● Description of the task:
Would you output the entries below only from the line containing "cursor and commit." through the line containing "impl std::fmt::Debug for", exactly as they stand and with both ends included?

● Source records:
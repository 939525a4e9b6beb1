//! Execution layer of the relational cache.
//!
//! [`RelationalEngine`] pairs one [`DbConnection`] with one [`SqlBuilder`]
//! and exposes the row primitives every addressing scheme is built from.
//! Reads go through the shared cursor; writes and schema changes use a
//! fresh cursor and commit.

use super::builder::{SelectOptions, SqlBuilder, SqliteBuilder};
use super::driver::{CursorMode, DbConnection, FetchSize, Record, SqliteConnection};
use super::operation::Operation;
use super::table::TableConfig;
use crate::config::StoreOptions;
use crate::error::{CacheError, Result};
use crate::value::{CacheValue, Row, Value};
use std::path::Path;
use tracing::debug;

/// A column reported by table introspection.
#[derive(Debug, Clone, PartialEq, Eq)]
pub struct ColumnInfo {
    pub name: String,
    /// Part of the primary key.
    pub unique: bool,
}

/// Connection plus SQL dialect.
pub struct RelationalEngine {
    conn: Box<dyn DbConnection>,
    builder: Box<dyn SqlBuilder>,
}

impl std::fmt::Debug for RelationalEngine {
    fn fmt(&self, f: &mut std::fmt::Formatter<'_>) -> std::fmt::Result {
        f.debug_struct("RelationalEngine")
            .field("backend", &self.conn.backend())
            .field("builder", &self.builder)
            .finish()
    }
}

impl RelationalEngine {
    /// Pair a connection with a builder whose placeholders it can bind.
    pub fn new(conn: Box<dyn DbConnection>, builder: Box<dyn SqlBuilder>) -> Result<Self> {
        let style = builder.param_style();
        if !conn.supports_param_style(style) {
            return Err(CacheError::UnsupportedParamStyle {
                style: format!("{} ({} driver)", style, conn.backend()),
            });
        }
        Ok(Self { conn, builder })
    }

    /// Engine over a SQLite file, or `:memory:`.
    pub fn open_sqlite(path: impl AsRef<Path>, options: &StoreOptions) -> Result<Self> {
        let conn = SqliteConnection::open(path, options)?;
        Self::new(Box::new(conn), Box::new(SqliteBuilder::new()))
    }

    /// Engine over PostgreSQL, connected with a libpq-style URL.
    #[cfg(feature = "postgres")]
    pub fn connect_postgres(params: &str) -> Result<Self> {
        let conn = super::driver::PostgresConnection::connect(params)?;
        Self::new(
            Box::new(conn),
            Box::new(super::builder::PostgresBuilder::new()),
        )
    }

    /// Engine over MySQL, connected with a `mysql://` URL.
    #[cfg(feature = "mysql")]
    pub fn connect_mysql(url: &str) -> Result<Self> {
        let conn = super::driver::MysqlConnection::connect(url)?;
        Self::new(Box::new(conn), Box::new(super::builder::MysqlBuilder::new()))
    }

    pub fn builder(&self) -> &dyn SqlBuilder {
        self.builder.as_ref()
    }

    pub fn backend(&self) -> &'static str {
        self.conn.backend()
    }

    /// Execute operations in order and return the rows of the last one.
    ///
    /// Batch operations (`many`) go through the driver's batch path and
    /// yield no rows.
    pub fn execute(
        &mut self,
        ops: &[Operation],
        cursor: CursorMode,
        fetch: FetchSize,
        commit: bool,
    ) -> Result<Vec<Record>> {
        let mut records = Vec::new();
        for op in ops {
            debug!(
                "Executing {} ({} params, {:?} cursor)",
                op.statement,
                op.parameters.len(),
                cursor
            );
            if op.many {
                self.conn.execute_many(op)?;
                records.clear();
            } else {
                records = self.conn.execute(op, cursor, fetch)?;
            }
        }
        if commit {
            self.conn.commit()?;
        }
        Ok(records)
    }

    fn check_key(config: &TableConfig, key: &[Value]) -> Result<()> {
        let expected = config.unique_columns().len();
        if key.len() != expected {
            return Err(CacheError::KeyArity {
                what: "key",
                expected,
                actual: key.len(),
            });
        }
        Ok(())
    }

    pub fn exists_row(&mut self, key: &[Value], config: &TableConfig) -> Result<bool> {
        Self::check_key(config, key)?;
        let op = self.builder.build_select(
            config,
            Some(key),
            SelectOptions::columns(config.unique_columns()).limit(1),
        )?;
        let rows = self.execute(&[op], CursorMode::Shared, FetchSize::One, false)?;
        Ok(!rows.is_empty())
    }

    /// Fetch and parse the data columns of one row.
    pub fn fetch_row(&mut self, key: &[Value], config: &TableConfig) -> Result<Option<CacheValue>> {
        Self::check_key(config, key)?;
        let op = self
            .builder
            .build_select(config, Some(key), SelectOptions::default().limit(1))?;
        let mut rows = self.execute(&[op], CursorMode::Shared, FetchSize::One, false)?;
        match rows.pop() {
            Some(values) => Ok(Some(config.adapter().parse(config.data_columns(), values)?)),
            None => Ok(None),
        }
    }

    /// Insert or overwrite one row.
    ///
    /// On a keys-only table the value is ignored and only the key is stored.
    pub fn set_row(&mut self, key: &[Value], value: &CacheValue, config: &TableConfig) -> Result<()> {
        Self::check_key(config, key)?;
        let values = if config.is_keys_only() {
            Row::new()
        } else {
            config.adapter().build(value, config.data_columns())?
        };
        let op = self.builder.build_upsert(config, key, &values)?;
        self.execute(&[op], CursorMode::Fresh, FetchSize::None, true)?;
        Ok(())
    }

    pub fn delete_row(&mut self, key: &[Value], config: &TableConfig) -> Result<()> {
        Self::check_key(config, key)?;
        self.delete_rows(Some(key), config)
    }

    /// Delete rows matching a leading part of the unique columns.
    ///
    /// `None` empties the table.
    pub fn delete_rows(&mut self, prefix: Option<&[Value]>, config: &TableConfig) -> Result<()> {
        let op = self.builder.build_delete(config, prefix)?;
        self.execute(&[op], CursorMode::Fresh, FetchSize::None, true)?;
        Ok(())
    }

    /// Select `columns` of every row matching a leading part of the unique
    /// columns, or of the whole table.
    pub fn select_rows(
        &mut self,
        config: &TableConfig,
        prefix: Option<&[Value]>,
        columns: &[String],
        distinct: bool,
    ) -> Result<Vec<Record>> {
        let mut options = SelectOptions::columns(columns);
        options.distinct = distinct;
        let op = self.builder.build_select(config, prefix, options)?;
        self.execute(&[op], CursorMode::Shared, FetchSize::All, false)
    }

    /// `CREATE TABLE IF NOT EXISTS` for each config.
    pub fn create_tables(&mut self, configs: &[&TableConfig]) -> Result<()> {
        if configs.is_empty() {
            return Ok(());
        }
        let op = self.builder.build_create_table(configs);
        self.execute(&[op], CursorMode::Fresh, FetchSize::None, true)?;
        Ok(())
    }

    /// Names of every user table.
    pub fn list_tables(&mut self) -> Result<Vec<String>> {
        let op = self.builder.build_select_all_tables();
        let rows = self.execute(&[op], CursorMode::Fresh, FetchSize::All, false)?;
        rows.iter()
            .map(|row| match row.first() {
                Some(Value::Text(name)) => Ok(name.clone()),
                other => Err(CacheError::invalid_value(format!(
                    "unexpected table name in introspection row: {:?}",
                    other
                ))),
            })
            .collect()
    }

    /// Primary-key columns of a table, in key order.
    pub fn list_unique_columns(&mut self, table: &str) -> Result<Vec<String>> {
        self.introspect_columns(table, true)
    }

    /// Every column of a table, in table order.
    pub fn list_columns(&mut self, table: &str) -> Result<Vec<ColumnInfo>> {
        let unique = self.list_unique_columns(table)?;
        Ok(self
            .introspect_columns(table, false)?
            .into_iter()
            .map(|name| ColumnInfo {
                unique: unique.contains(&name),
                name,
            })
            .collect())
    }

    fn introspect_columns(&mut self, table: &str, unique_only: bool) -> Result<Vec<String>> {
        let op = self.builder.build_select_table_columns(table, unique_only);
        let rows = self.execute(&[op], CursorMode::Fresh, FetchSize::All, false)?;
        rows.iter()
            .map(|row| self.builder.column_name_from_row(row, unique_only))
            .collect()
    }

    /// Release the connection.
    pub fn close(self) -> Result<()> {
        debug!("Closing {} connection", self.conn.backend());
        self.conn.close()
    }
}

#[cfg(test)]
mod tests {
    use super::*;
    use crate::relational::builder::ParamStyle;
    use crate::relational::ValueAdapter;

    fn engine() -> RelationalEngine {
        RelationalEngine::open_sqlite(":memory:", &StoreOptions::default()).unwrap()
    }

    fn scope_a() -> TableConfig {
        TableConfig::builder("a")
            .unique_columns(["id"])
            .data_columns(["id", "name", "count"])
            .column_type("count", "int")
            .build()
            .unwrap()
    }

    fn key(s: &str) -> Vec<Value> {
        vec![Value::from(s)]
    }

    #[test]
    fn test_rejects_incompatible_param_style() {
        let conn = SqliteConnection::open_in_memory().unwrap();
        let err = RelationalEngine::new(
            Box::new(conn),
            Box::new(SqliteBuilder::with_param_style(ParamStyle::Pyformat)),
        )
        .unwrap_err();
        assert!(matches!(err, CacheError::UnsupportedParamStyle { .. }));
    }

    #[test]
    fn test_row_primitives() {
        let mut engine = engine();
        let config = scope_a();
        engine.create_tables(&[&config]).unwrap();

        assert!(!engine.exists_row(&key("a1"), &config).unwrap());
        assert_eq!(engine.fetch_row(&key("a1"), &config).unwrap(), None);

        let value = CacheValue::map([("name", Value::from("jii")), ("count", Value::from(1))]);
        engine.set_row(&key("a1"), &value, &config).unwrap();
        assert!(engine.exists_row(&key("a1"), &config).unwrap());
        assert_eq!(
            engine.fetch_row(&key("a1"), &config).unwrap(),
            Some(CacheValue::map([
                ("id", Value::from("a1")),
                ("name", Value::from("jii")),
                ("count", Value::from(1)),
            ]))
        );

        engine.delete_row(&key("a1"), &config).unwrap();
        assert!(!engine.exists_row(&key("a1"), &config).unwrap());
    }

    #[test]
    fn test_set_overwrites_every_data_column() {
        let mut engine = engine();
        let config = scope_a();
        engine.create_tables(&[&config]).unwrap();

        let first = CacheValue::map([("name", Value::from("jii")), ("count", Value::from(1))]);
        engine.set_row(&key("a1"), &first, &config).unwrap();
        let second = CacheValue::map([("name", Value::from("jjii"))]);
        engine.set_row(&key("a1"), &second, &config).unwrap();

        let fetched = engine.fetch_row(&key("a1"), &config).unwrap().unwrap();
        let row = fetched.as_map().unwrap();
        assert_eq!(row["name"], Value::from("jjii"));
        assert!(row["count"].is_null());
    }

    #[test]
    fn test_key_arity_checked_before_sql() {
        let mut engine = engine();
        let config = scope_a();
        // No table exists: an arity error must win over a database error.
        let err = engine
            .exists_row(&[Value::from("a"), Value::from("b")], &config)
            .unwrap_err();
        assert!(matches!(err, CacheError::KeyArity { .. }));
    }

    #[test]
    fn test_introspection() {
        let mut engine = engine();
        let pairs = TableConfig::builder("pairs")
            .unique_columns(["id2", "id1"])
            .data_columns(["data"])
            .build()
            .unwrap();
        engine.create_tables(&[&scope_a(), &pairs]).unwrap();

        assert_eq!(engine.list_tables().unwrap(), vec!["a", "pairs"]);
        assert_eq!(engine.list_unique_columns("pairs").unwrap(), vec!["id2", "id1"]);

        let columns = engine.list_columns("pairs").unwrap();
        let names: Vec<&str> = columns.iter().map(|c| c.name.as_str()).collect();
        assert_eq!(names, vec!["id2", "id1", "data"]);
        assert!(columns[0].unique && columns[1].unique && !columns[2].unique);
    }

    #[test]
    fn test_select_rows_and_delete_prefix() {
        let mut engine = engine();
        let config = TableConfig::builder("shared")
            .unique_columns(["ns", "id"])
            .data_columns(["data"])
            .adapter(ValueAdapter::Single)
            .build()
            .unwrap();
        engine.create_tables(&[&config]).unwrap();
        for (ns, id) in [("x", "1"), ("x", "2"), ("y", "1")] {
            engine
                .set_row(&[Value::from(ns), Value::from(id)], &CacheValue::from(id), &config)
                .unwrap();
        }

        let ns = vec!["ns".to_string()];
        let scopes = engine.select_rows(&config, None, &ns, true).unwrap();
        assert_eq!(scopes.len(), 2);

        let id = vec!["id".to_string()];
        let keys = engine
            .select_rows(&config, Some(&[Value::from("x")]), &id, false)
            .unwrap();
        assert_eq!(keys.len(), 2);

        engine.delete_rows(Some(&[Value::from("x")]), &config).unwrap();
        assert!(engine.select_rows(&config, None, &ns, true).unwrap().len() == 1);
    }

    #[test]
    fn test_keys_only_table_ignores_value() {
        let mut engine = engine();
        let config = TableConfig::new("tags", ["tag"], ["tag"]).unwrap();
        engine.create_tables(&[&config]).unwrap();

        engine
            .set_row(&key("rust"), &CacheValue::from("anything"), &config)
            .unwrap();
        engine
            .set_row(&key("rust"), &CacheValue::from("again"), &config)
            .unwrap();
        assert!(engine.exists_row(&key("rust"), &config).unwrap());
        assert_eq!(
            engine.fetch_row(&key("rust"), &config).unwrap(),
            Some(CacheValue::from("rust"))
        );
    }

    #[test]
    fn test_execute_fetches_many() {
        let mut engine = engine();
        let config = TableConfig::new("kv", ["id"], ["data"]).unwrap();
        engine.create_tables(&[&config]).unwrap();
        for id in ["k1", "k2", "k3"] {
            engine.set_row(&key(id), &CacheValue::from(id), &config).unwrap();
        }

        let op = engine
            .builder()
            .build_select(&config, None, SelectOptions::default())
            .unwrap();
        let rows = engine
            .execute(&[op], CursorMode::Shared, FetchSize::Many(2), false)
            .unwrap();
        assert_eq!(rows.len(), 2);
    }

    #[test]
    fn test_close() {
        engine().close().unwrap();
    }
}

● Exercise solution:
//! fresh cursor and commit.

use super::builder::{SelectOptions, SqlBuilder, SqliteBuilder};
use super::driver::{CursorMode, DbConnection, FetchSize, Record, SqliteConnection};
use super::operation::Operation;
use super::table::TableConfig;
use crate::config::StoreOptions;
use crate::error::{CacheError, Result};
use crate::value::{CacheValue, Row, Value};
use std::path::Path;
use tracing::debug;

/// A column reported by table introspection.
#[derive(Debug, Clone, PartialEq, Eq)]
pub struct ColumnInfo {
    pub name: String,
    /// Part of the primary key.
    pub unique: bool,
}

/// Connection plus SQL dialect.
pub struct RelationalEngine {
    conn: Box<dyn DbConnection>,
    builder: Box<dyn SqlBuilder>,
}

impl std::fmt::Debug for RelationalEngine {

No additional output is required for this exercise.